TASK PROMPT -
Exactly reproduce the lines from the top of the entries below through the line containing "use serde::Deserialize;", with both ends included.

= = = = = = =

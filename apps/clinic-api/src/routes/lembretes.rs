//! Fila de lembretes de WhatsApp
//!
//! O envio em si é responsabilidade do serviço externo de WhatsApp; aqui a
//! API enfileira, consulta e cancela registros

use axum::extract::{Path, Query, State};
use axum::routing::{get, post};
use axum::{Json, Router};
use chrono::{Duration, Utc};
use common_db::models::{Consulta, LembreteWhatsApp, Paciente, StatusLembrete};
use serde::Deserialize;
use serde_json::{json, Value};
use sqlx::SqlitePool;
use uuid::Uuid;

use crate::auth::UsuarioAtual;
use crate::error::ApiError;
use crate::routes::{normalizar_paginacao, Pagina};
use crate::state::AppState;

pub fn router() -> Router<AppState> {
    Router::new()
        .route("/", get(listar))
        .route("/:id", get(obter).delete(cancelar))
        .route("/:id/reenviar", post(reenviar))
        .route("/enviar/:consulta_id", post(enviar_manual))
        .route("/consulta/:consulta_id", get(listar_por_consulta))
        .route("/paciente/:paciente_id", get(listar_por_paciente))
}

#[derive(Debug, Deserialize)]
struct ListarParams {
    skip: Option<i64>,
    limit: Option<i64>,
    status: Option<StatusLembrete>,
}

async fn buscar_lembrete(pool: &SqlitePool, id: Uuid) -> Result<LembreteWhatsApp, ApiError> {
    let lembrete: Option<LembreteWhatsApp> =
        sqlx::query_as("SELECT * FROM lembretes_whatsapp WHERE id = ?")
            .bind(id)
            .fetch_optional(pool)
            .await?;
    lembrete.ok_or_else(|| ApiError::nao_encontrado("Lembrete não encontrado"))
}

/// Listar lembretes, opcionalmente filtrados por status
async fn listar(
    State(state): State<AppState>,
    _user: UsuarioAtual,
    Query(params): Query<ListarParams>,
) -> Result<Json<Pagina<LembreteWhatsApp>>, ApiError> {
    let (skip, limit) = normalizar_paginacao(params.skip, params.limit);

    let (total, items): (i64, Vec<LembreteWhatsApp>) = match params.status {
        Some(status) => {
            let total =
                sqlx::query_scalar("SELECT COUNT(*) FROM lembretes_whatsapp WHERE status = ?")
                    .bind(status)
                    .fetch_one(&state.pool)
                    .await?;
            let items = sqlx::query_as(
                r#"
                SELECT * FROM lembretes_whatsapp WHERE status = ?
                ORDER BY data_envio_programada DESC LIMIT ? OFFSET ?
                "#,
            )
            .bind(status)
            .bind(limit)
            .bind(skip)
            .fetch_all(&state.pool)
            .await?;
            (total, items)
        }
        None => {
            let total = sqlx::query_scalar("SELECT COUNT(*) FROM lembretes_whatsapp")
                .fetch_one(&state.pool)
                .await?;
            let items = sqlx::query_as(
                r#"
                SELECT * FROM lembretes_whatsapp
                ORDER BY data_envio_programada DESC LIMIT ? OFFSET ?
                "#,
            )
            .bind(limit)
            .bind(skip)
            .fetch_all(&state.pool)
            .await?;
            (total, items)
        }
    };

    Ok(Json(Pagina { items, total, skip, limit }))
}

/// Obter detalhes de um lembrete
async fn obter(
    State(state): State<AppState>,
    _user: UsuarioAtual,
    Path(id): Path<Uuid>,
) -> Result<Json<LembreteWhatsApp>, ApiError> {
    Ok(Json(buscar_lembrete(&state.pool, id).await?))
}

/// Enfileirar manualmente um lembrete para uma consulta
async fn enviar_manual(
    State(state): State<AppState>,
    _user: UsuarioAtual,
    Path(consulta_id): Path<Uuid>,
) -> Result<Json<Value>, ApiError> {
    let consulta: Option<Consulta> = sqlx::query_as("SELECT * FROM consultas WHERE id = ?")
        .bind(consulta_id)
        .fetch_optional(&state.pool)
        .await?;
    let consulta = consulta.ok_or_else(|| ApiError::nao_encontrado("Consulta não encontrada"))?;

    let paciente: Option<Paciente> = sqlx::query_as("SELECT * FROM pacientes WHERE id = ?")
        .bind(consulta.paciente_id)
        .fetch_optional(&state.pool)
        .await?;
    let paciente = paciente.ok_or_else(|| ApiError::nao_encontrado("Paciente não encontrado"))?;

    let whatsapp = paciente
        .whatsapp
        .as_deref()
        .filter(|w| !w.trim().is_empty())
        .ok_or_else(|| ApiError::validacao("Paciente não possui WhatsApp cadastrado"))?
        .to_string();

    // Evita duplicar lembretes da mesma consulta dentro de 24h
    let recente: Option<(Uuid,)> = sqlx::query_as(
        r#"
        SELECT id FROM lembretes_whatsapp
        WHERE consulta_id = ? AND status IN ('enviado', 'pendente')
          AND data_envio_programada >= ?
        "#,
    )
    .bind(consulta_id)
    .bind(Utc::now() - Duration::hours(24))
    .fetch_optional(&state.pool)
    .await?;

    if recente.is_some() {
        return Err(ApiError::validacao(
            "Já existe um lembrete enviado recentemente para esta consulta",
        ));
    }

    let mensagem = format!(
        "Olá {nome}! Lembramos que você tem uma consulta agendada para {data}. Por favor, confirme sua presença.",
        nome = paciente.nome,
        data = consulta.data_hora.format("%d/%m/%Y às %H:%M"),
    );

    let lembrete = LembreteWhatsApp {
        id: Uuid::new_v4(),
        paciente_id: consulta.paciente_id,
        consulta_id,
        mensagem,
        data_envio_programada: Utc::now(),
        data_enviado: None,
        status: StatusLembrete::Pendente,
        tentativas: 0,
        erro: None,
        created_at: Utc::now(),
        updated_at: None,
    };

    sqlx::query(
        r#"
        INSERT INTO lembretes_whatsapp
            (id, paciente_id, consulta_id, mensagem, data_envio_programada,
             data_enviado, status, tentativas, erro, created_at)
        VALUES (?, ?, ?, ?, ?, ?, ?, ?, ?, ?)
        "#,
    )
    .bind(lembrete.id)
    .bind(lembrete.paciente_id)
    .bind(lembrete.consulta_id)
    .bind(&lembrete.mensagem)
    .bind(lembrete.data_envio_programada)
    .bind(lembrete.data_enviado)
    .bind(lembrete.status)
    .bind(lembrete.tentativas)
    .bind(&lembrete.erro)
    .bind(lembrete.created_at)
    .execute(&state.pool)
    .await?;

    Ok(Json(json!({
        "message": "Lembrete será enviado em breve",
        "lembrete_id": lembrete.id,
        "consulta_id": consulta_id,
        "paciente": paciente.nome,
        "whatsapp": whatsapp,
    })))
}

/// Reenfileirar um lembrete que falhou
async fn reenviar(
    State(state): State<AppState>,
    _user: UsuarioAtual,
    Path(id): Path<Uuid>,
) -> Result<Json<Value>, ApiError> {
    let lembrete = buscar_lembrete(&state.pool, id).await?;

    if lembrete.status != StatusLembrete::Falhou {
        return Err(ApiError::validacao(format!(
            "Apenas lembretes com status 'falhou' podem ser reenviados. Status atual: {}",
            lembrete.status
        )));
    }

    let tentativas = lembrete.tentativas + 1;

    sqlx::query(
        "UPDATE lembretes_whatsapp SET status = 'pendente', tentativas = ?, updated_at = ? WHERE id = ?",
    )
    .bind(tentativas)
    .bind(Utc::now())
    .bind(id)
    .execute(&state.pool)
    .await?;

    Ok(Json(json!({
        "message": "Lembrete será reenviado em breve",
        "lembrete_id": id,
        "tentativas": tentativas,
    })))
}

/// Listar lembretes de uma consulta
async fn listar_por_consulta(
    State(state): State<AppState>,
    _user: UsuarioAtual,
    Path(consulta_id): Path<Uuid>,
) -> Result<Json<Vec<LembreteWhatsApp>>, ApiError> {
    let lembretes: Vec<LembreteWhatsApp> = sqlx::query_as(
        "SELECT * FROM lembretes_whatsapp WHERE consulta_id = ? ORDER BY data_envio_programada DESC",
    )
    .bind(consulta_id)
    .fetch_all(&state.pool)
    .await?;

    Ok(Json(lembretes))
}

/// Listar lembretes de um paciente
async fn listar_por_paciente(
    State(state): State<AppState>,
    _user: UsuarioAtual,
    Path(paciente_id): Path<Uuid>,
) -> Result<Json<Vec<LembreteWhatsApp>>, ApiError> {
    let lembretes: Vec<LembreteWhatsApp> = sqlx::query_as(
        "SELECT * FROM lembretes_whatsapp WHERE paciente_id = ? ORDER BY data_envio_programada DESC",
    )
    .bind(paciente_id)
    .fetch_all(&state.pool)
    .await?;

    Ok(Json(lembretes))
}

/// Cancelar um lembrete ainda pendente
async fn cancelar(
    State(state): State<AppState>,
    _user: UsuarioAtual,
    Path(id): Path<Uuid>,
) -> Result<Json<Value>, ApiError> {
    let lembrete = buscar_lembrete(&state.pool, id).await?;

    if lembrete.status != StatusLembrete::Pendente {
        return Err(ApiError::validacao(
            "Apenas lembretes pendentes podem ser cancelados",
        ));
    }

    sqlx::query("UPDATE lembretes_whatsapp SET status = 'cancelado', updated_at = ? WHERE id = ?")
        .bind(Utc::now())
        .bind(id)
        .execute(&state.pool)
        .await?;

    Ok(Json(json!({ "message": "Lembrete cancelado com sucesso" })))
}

= = = = = = =

TASK RESPONSE -
filename apps/clinic-api/src/routes/lembretes.rs
//! Fila de lembretes de WhatsApp
//!
//! O envio em si é responsabilidade do serviço externo de WhatsApp; aqui a
//! API enfileira, consulta e cancela registros

use axum::extract::{Path, Query, State};
use axum::routing::{get, post};
use axum::{Json, Router};
use chrono::{Duration, Utc};
use common_db::models::{Consulta, LembreteWhatsApp, Paciente, StatusLembrete};
use serde::Deserialize;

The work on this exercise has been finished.